Insulin gene enhancer protein ISL-1 is a protein that in humans is encoded by the ISL1 gene.

Function 

This gene encodes a transcription factor containing two N-terminal LIM domains and one C-terminal homeodomain. The encoded protein plays an important role in the embryogenesis of pancreatic islets of Langerhans. In mouse embryos, a deficiency of this gene results in failure to undergo neural tube motor neuron differentiation.

Interactions 

ISL1 has been shown to interact with Estrogen receptor alpha.

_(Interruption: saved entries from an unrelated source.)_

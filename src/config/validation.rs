//! Sanity checks for motion tuning values.

use super::data::MotionConfig;
use crate::movement::{ProbeTuning, layer_mask};

/// A suspicious tuning value. Loading still succeeds; these are logged.
#[derive(Debug)]
pub struct TuningWarning {
    pub field: &'static str,
    pub message: String,
}

impl std::fmt::Display for TuningWarning {
    fn fmt(&self, f: &mut std::fmt::Formatter<'_>) -> std::fmt::Result {
        write!(f, "{}: {}", self.field, self.message)
    }
}

/// Helper macro for flagging a value that must be strictly positive
macro_rules! check_positive {
    ($warnings:expr, $field:expr, $value:expr) => {
        if !($value > 0.0) {
            $warnings.push(TuningWarning {
                field: $field,
                message: format!("expected a positive value, got {}", $value),
            });
        }
    };
}

fn check_probe(warnings: &mut Vec<TuningWarning>, field: &'static str, probe: &ProbeTuning) {
    if probe.max_range <= 0.0 {
        warnings.push(TuningWarning {
            field,
            message: format!("max_range {} never hits anything", probe.max_range),
        });
    }
    if layer_mask(&probe.layers).0 == 0 {
        warnings.push(TuningWarning {
            field,
            message: "layer filter is empty, probe never hits anything".to_string(),
        });
    }
}

/// Validate a loaded config.
/// Returns a list of warnings, empty if every value looks sane.
pub fn validate_config(config: &MotionConfig) -> Vec<TuningWarning> {
    let mut warnings = Vec::new();
    let tuning = &config.tuning;

    check_positive!(warnings, "gravity", config.gravity);
    check_positive!(warnings, "base_speed", tuning.base_speed);
    check_positive!(warnings, "jump_force", tuning.jump_force);
    check_positive!(warnings, "keep_jumping_duration", tuning.keep_jumping_duration);
    check_positive!(warnings, "body_mass", tuning.body_mass);

    if tuning.keep_jumping_force < 0.0 {
        warnings.push(TuningWarning {
            field: "keep_jumping_force",
            message: format!("negative hold force {} pushes down", tuning.keep_jumping_force),
        });
    }

    if !(0.0..=1.0).contains(&tuning.crouch_speed_factor) {
        warnings.push(TuningWarning {
            field: "crouch_speed_factor",
            message: format!("{} is outside 0..=1", tuning.crouch_speed_factor),
        });
    }

    let (width, height) = tuning.standing_size;
    if width <= 0.0 || height <= 0.0 {
        warnings.push(TuningWarning {
            field: "standing_size",
            message: format!("({}, {}) has no area", width, height),
        });
    } else if width > height {
        // Crouch height equals width, so a wide body would grow when crouching
        warnings.push(TuningWarning {
            field: "standing_size",
            message: format!("width {} exceeds height {}, crouching grows the body", width, height),
        });
    }

    check_probe(&mut warnings, "ground_probe", &tuning.ground_probe);
    check_probe(&mut warnings, "head_probe", &tuning.head_probe);
    if tuning.head_probe.origin_offset.1 != 0.0 {
        warnings.push(TuningWarning {
            field: "head_probe",
            message: format!(
                "origin_offset.y {} is ignored, the ray starts at the top of the active shape",
                tuning.head_probe.origin_offset.1
            ),
        });
    }

    warnings
}
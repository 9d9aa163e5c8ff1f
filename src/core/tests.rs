//! Core domain: tests for pausing the simulation.

use avian2d::prelude::*;
use bevy::ecs::system::RunSystemOnce;
use bevy::prelude::*;

use super::resources::PAUSE_MENU_SOURCE;
use super::systems::{sync_physics_pause, toggle_pause};
use super::GameplayPaused;

fn pause_world() -> World {
    let mut world = World::new();
    world.init_resource::<GameplayPaused>();
    world.insert_resource(Time::new_with(Physics::default()));
    world.insert_resource(ButtonInput::<KeyCode>::default());
    world
}

fn press_escape(world: &mut World) {
    let mut keyboard = world.resource_mut::<ButtonInput<KeyCode>>();
    keyboard.release(KeyCode::Escape);
    keyboard.clear();
    keyboard.press(KeyCode::Escape);
    world.run_system_once(toggle_pause).expect("toggle_pause runs");
    world.run_system_once(sync_physics_pause).expect("sync_physics_pause runs");
}

#[test]
fn test_escape_pauses_and_resumes_physics_clock() {
    let mut world = pause_world();

    press_escape(&mut world);
    assert!(world.resource::<GameplayPaused>().is_paused());
    assert!(world.resource::<Time<Physics>>().is_paused());

    press_escape(&mut world);
    assert!(!world.resource::<GameplayPaused>().is_paused());
    assert!(!world.resource::<Time<Physics>>().is_paused());
}

#[test]
fn test_physics_clock_stays_paused_while_any_source_is_active() {
    let mut world = pause_world();
    world.resource_mut::<GameplayPaused>().pause("debug");

    press_escape(&mut world);
    press_escape(&mut world);

    assert!(world.resource::<GameplayPaused>().sources.contains("debug"));
    assert!(world.resource::<Time<Physics>>().is_paused());

    world.resource_mut::<GameplayPaused>().unpause("debug");
    world.run_system_once(sync_physics_pause).expect("sync_physics_pause runs");
    assert!(!world.resource::<Time<Physics>>().is_paused());
}
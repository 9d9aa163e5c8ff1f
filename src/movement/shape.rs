//! Movement domain: stance-dependent collider shapes.

use avian2d::prelude::*;
use bevy::prelude::*;

/// Something whose physical shape can be resized in place.
pub trait ColliderShapeTarget {
    fn set_shape(&mut self, size: Vec2, vertical_offset: f32);
}

impl ColliderShapeTarget for Collider {
    fn set_shape(&mut self, size: Vec2, vertical_offset: f32) {
        *self = capsule_collider(size, vertical_offset);
    }
}

// Derefs `Mut` only inside `set_shape`, keeping change detection quiet between stance flips.
impl ColliderShapeTarget for Mut<'_, Collider> {
    fn set_shape(&mut self, size: Vec2, vertical_offset: f32) {
        **self = capsule_collider(size, vertical_offset);
    }
}

/// Capsule of the given bounding size, shifted up so its bottom sits at the body origin.
pub fn capsule_collider(size: Vec2, vertical_offset: f32) -> Collider {
    let radius = size.x * 0.5;
    let length = (size.y - size.x).max(0.0);
    Collider::compound(vec![(
        Position::from_xy(0.0, vertical_offset),
        Rotation::default(),
        Collider::capsule(radius, length),
    )])
}

#[derive(Debug, Clone, Copy, PartialEq)]
pub struct ColliderShapeState {
    pub size: Vec2,
    pub vertical_offset: f32,
}

impl ColliderShapeState {
    pub fn standing(size: Vec2) -> Self {
        Self {
            size,
            vertical_offset: size.y / 2.0,
        }
    }

    /// Crouch height equals the standing width.
    pub fn crouching(base: Vec2) -> Self {
        Self::standing(Vec2::new(base.x, base.x))
    }

    pub fn apply(&self, target: &mut impl ColliderShapeTarget) {
        target.set_shape(self.size, self.vertical_offset);
    }

    /// Local y of the shape's top edge.
    pub fn top(&self) -> f32 {
        self.vertical_offset + self.size.y / 2.0
    }
}
//! Animation domain: parameter bridge and derived animation state.

mod params;
#[cfg(test)]
mod tests;

pub use params::{
    AnimationController, AnimationParameterBridge, AnimationParams, AnimationState,
    AnimationStateChanged,
};

use avian2d::prelude::*;
use bevy::ecs::message::{MessageReader, MessageWriter};
use bevy::prelude::*;

use crate::core::gameplay_active;
use crate::movement::{MotionController, MotionSet, MotionTuning};

pub struct AnimationPlugin;

impl Plugin for AnimationPlugin {
    fn build(&self, app: &mut App) {
        app.add_message::<AnimationStateChanged>().add_systems(
            Update,
            (
                publish_animation_params,
                animation_state_machine,
                log_animation_transitions,
            )
                .chain()
                .after(MotionSet::Logical)
                .run_if(gameplay_active),
        );
    }
}

/// Copy the controller's final state into the animator parameters.
/// Vertical speed comes from the body, after the solver has run.
fn publish_animation_params(
    mut query: Query<(&MotionController, &LinearVelocity, &mut AnimationParams)>,
) {
    for (controller, velocity, mut params) in &mut query {
        params.set(
            controller.move_input.x.abs(),
            velocity.y,
            controller.is_grounded(),
            controller.is_crouching(),
        );
    }
}

fn animation_state_machine(
    time: Res<Time>,
    tuning: Res<MotionTuning>,
    mut changed_events: MessageWriter<AnimationStateChanged>,
    mut query: Query<(Entity, &AnimationParams, &mut AnimationController)>,
) {
    for (entity, params, mut animation) in &mut query {
        let next = AnimationState::from_params(params, tuning.walk_threshold);
        if animation.set_state(next) {
            changed_events.write(AnimationStateChanged {
                entity,
                from: animation.previous_state,
                to: next,
            });
        } else {
            animation.state_time += time.delta_secs();
        }
    }
}

fn log_animation_transitions(mut changed_events: MessageReader<AnimationStateChanged>) {
    for event in changed_events.read() {
        debug!(
            "Animation: entity={:?}, {:?} -> {:?} (clip={}, looping={})",
            event.entity,
            event.from,
            event.to,
            event.to.clip_name(),
            event.to.is_looping()
        );
    }
}
//! Movement domain: player spawn from the loaded motion tuning.

use avian2d::prelude::*;
use bevy::prelude::*;

use crate::animation::{AnimationController, AnimationParams};
use crate::movement::{
    BodySprite, GameLayer, MotionController, MotionTuning, Player, capsule_collider,
};

const SPAWN_POINT: Vec3 = Vec3::new(-300.0, -150.0, 1.0);

pub(crate) fn spawn_player(
    mut commands: Commands,
    tuning: Res<MotionTuning>,
    gravity: Res<Gravity>,
    existing_player: Query<Entity, With<Player>>,
) {
    // Don't spawn if player already exists
    if !existing_player.is_empty() {
        info!("Player already exists, skipping spawn");
        return;
    }

    let controller = MotionController::new(&tuning);
    let shape = controller.standing_shape();

    info!(
        "Spawning player: size={:?}, speed={}, crouch_factor={}, jump_force={} (min apex {:.1}), hold={}s ({:?})",
        shape.size,
        tuning.base_speed,
        tuning.crouch_speed_factor,
        tuning.jump_force,
        tuning.min_jump_height(-gravity.0.y),
        tuning.keep_jumping_duration,
        tuning.hold_policy
    );

    commands
        .spawn((
            // Identity & Movement
            (
                Player,
                controller,
                AnimationParams::default(),
                AnimationController::default(),
            ),
            Transform::from_translation(SPAWN_POINT),
            Visibility::default(),
            // Physics
            (
                RigidBody::Dynamic,
                capsule_collider(shape.size, shape.vertical_offset),
                LockedAxes::ROTATION_LOCKED,
                LinearVelocity::default(),
                Mass(tuning.body_mass),
                Friction::new(0.0),
                CollisionLayers::new(GameLayer::Player, [GameLayer::Ground]),
            ),
        ))
        .with_children(|body| {
            body.spawn((
                BodySprite,
                Sprite {
                    color: Color::srgb(0.9, 0.9, 0.9),
                    custom_size: Some(shape.size),
                    ..default()
                },
                Transform::from_xyz(0.0, shape.vertical_offset, 0.0),
            ));
        });
}
//! Batch I/O - Load scenarios from JSON files
//!
//! A scenario seeds a `MemoryLedger` with accounts and pending
//! transfers, then lists the batches to submit in order.

use std::fs;
use std::path::Path;

use anyhow::{Context, Result};
use serde::{Deserialize, Serialize};

use crate::core_types::{AccountId, BatchIndex};
use crate::transfer::{AccountBalance, MemoryLedger, Outcome, PendingTransfer, Transfer};

pub const DEFAULT_SCENARIO: &str = "fixtures/scenario.json";

#[derive(Debug, Clone, Serialize, Deserialize)]
pub struct AccountSeed {
    pub id: AccountId,
    #[serde(flatten)]
    pub balance: AccountBalance,
}

#[derive(Debug, Clone, Default, Serialize, Deserialize)]
pub struct Scenario {
    #[serde(default)]
    pub accounts: Vec<AccountSeed>,
    #[serde(default)]
    pub pending: Vec<PendingTransfer>,
    #[serde(default)]
    pub batches: Vec<Vec<Transfer>>,
}

impl Scenario {
    /// Build the starting ledger
    pub fn ledger(&self) -> Result<MemoryLedger> {
        let mut ledger = MemoryLedger::new();
        for seed in &self.accounts {
            ledger
                .create_account(seed.id, seed.balance)
                .with_context(|| format!("Invalid account seed {}", seed.id))?;
        }
        for pending in &self.pending {
            ledger
                .insert_pending(pending.clone())
                .with_context(|| format!("Invalid pending seed {}", pending.id))?;
        }
        Ok(ledger)
    }
}

pub fn load_scenario(path: impl AsRef<Path>) -> Result<Scenario> {
    let path = path.as_ref();
    let content = fs::read_to_string(path)
        .with_context(|| format!("Failed to open {}", path.display()))?;
    parse_scenario(&content).with_context(|| format!("Failed to parse {}", path.display()))
}

pub fn parse_scenario(content: &str) -> Result<Scenario> {
    Ok(serde_json::from_str(content)?)
}

/// One line of output per transfer, keyed by its position in the batch
pub fn outcome_json(
    index: BatchIndex,
    transfer: &Transfer,
    outcome: &Outcome,
) -> serde_json::Value {
    match outcome {
        Outcome::Accept(intent) => serde_json::json!({
            "index": index,
            "id": transfer.id,
            "result": "ok",
            "intent": intent,
        }),
        Outcome::Reject(reason) => serde_json::json!({
            "index": index,
            "id": transfer.id,
            "result": reason.as_str(),
            "code": reason.code(),
        }),
    }
}

#[cfg(test)]
mod tests {
    use super::*;
    use crate::transfer::{RejectReason, TransferCoordinator};

    const SCENARIO: &str = r#"{
        "accounts": [
            {"id": 1, "available": 1000},
            {"id": 2, "available": 0, "credit_capacity": 50}
        ],
        "pending": [
            {"id": 100, "debit_account_id": 1, "credit_account_id": 2, "amount": 40}
        ],
        "batches": [
            [{"id": 1, "debit_account_id": 1, "credit_account_id": 2, "amount": 5, "flags": 1},
             {"id": 2, "pending_id": 100, "flags": 4}]
        ]
    }"#;

    #[test]
    fn test_parse_and_seed() {
        let scenario = parse_scenario(SCENARIO).unwrap();
        assert_eq!(scenario.accounts.len(), 2);
        assert_eq!(scenario.batches[0].len(), 2);

        let ledger = scenario.ledger().unwrap();
        let alice = ledger.balance(1).unwrap();
        assert_eq!((alice.available, alice.reserved), (960, 40));
        assert_eq!(ledger.balance(2).unwrap().credit_capacity, Some(10));
    }

    #[test]
    fn test_duplicate_account_seed() {
        let scenario = Scenario {
            accounts: vec![
                AccountSeed {
                    id: 1,
                    balance: AccountBalance::new(0),
                },
                AccountSeed {
                    id: 1,
                    balance: AccountBalance::new(0),
                },
            ],
            ..Default::default()
        };
        let err = scenario.ledger().unwrap_err();
        assert!(err.to_string().contains("Invalid account seed 1"));
    }

    #[test]
    fn test_outcome_json() {
        let transfer = Transfer::new(7, 1, 2, 5);
        let value = outcome_json(
            3,
            &transfer,
            &Outcome::Reject(RejectReason::InsufficientBalance),
        );
        assert_eq!(value["index"], 3);
        assert_eq!(value["result"], "INSUFFICIENT_BALANCE");
        assert_eq!(value["code"], 17);
    }

    #[test]
    fn test_unknown_flag_bits_rejected_per_transfer() {
        let scenario = parse_scenario(
            r#"{
                "accounts": [{"id": 1, "available": 100}, {"id": 2, "available": 0}],
                "batches": [
                    [{"id": 1, "debit_account_id": 1, "credit_account_id": 2, "amount": 5, "flags": 65536},
                     {"id": 2, "debit_account_id": 1, "credit_account_id": 2, "amount": 5}]
                ]
            }"#,
        )
        .unwrap();
        let ledger = scenario.ledger().unwrap();
        let batch = &scenario.batches[0];
        let result = TransferCoordinator::default()
            .validate(&ledger, batch)
            .unwrap();

        assert_eq!(result.outcomes()[0].reason(), Some(RejectReason::InvalidFlags));
        assert!(result.outcomes()[1].is_accept());

        let lines: Vec<_> = batch
            .iter()
            .zip(result.outcomes())
            .enumerate()
            .map(|(i, (transfer, outcome))| outcome_json(i as BatchIndex, transfer, outcome))
            .collect();
        assert_eq!(lines[0]["index"], 0);
        assert_eq!(lines[0]["result"], "INVALID_FLAGS");
        assert_eq!(lines[1]["index"], 1);
        assert_eq!(lines[1]["result"], "ok");
    }

    #[test]
    fn test_missing_file() {
        assert!(load_scenario("fixtures/missing.json").is_err());
    }
}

Role in cardiac development 

ISL1 is a marker for cardiac progenitors of the secondary heart field (SHF) which includes the right ventricle and the outflow tract. The biological function of ISL1 is demonstrated through ISL1 mutant mice and chick embryos that have altered cell proliferation, survival, and migration of cardiogenic precursors and severe cardiac defects. More recently it has been defined as a marker for a cardiac progenitor cell lineage that is capable of differentiating into all 3 major cell types of the heart: cardiomyocytes, smooth muscle and endothelial cell lineages. Research has shown that ISL1 promotes differentiation of cardiac cells and a depletion of ISL1 can respecify the cell fate of nascent cardiomyocytes, such as from ventricular to an atrial identity. 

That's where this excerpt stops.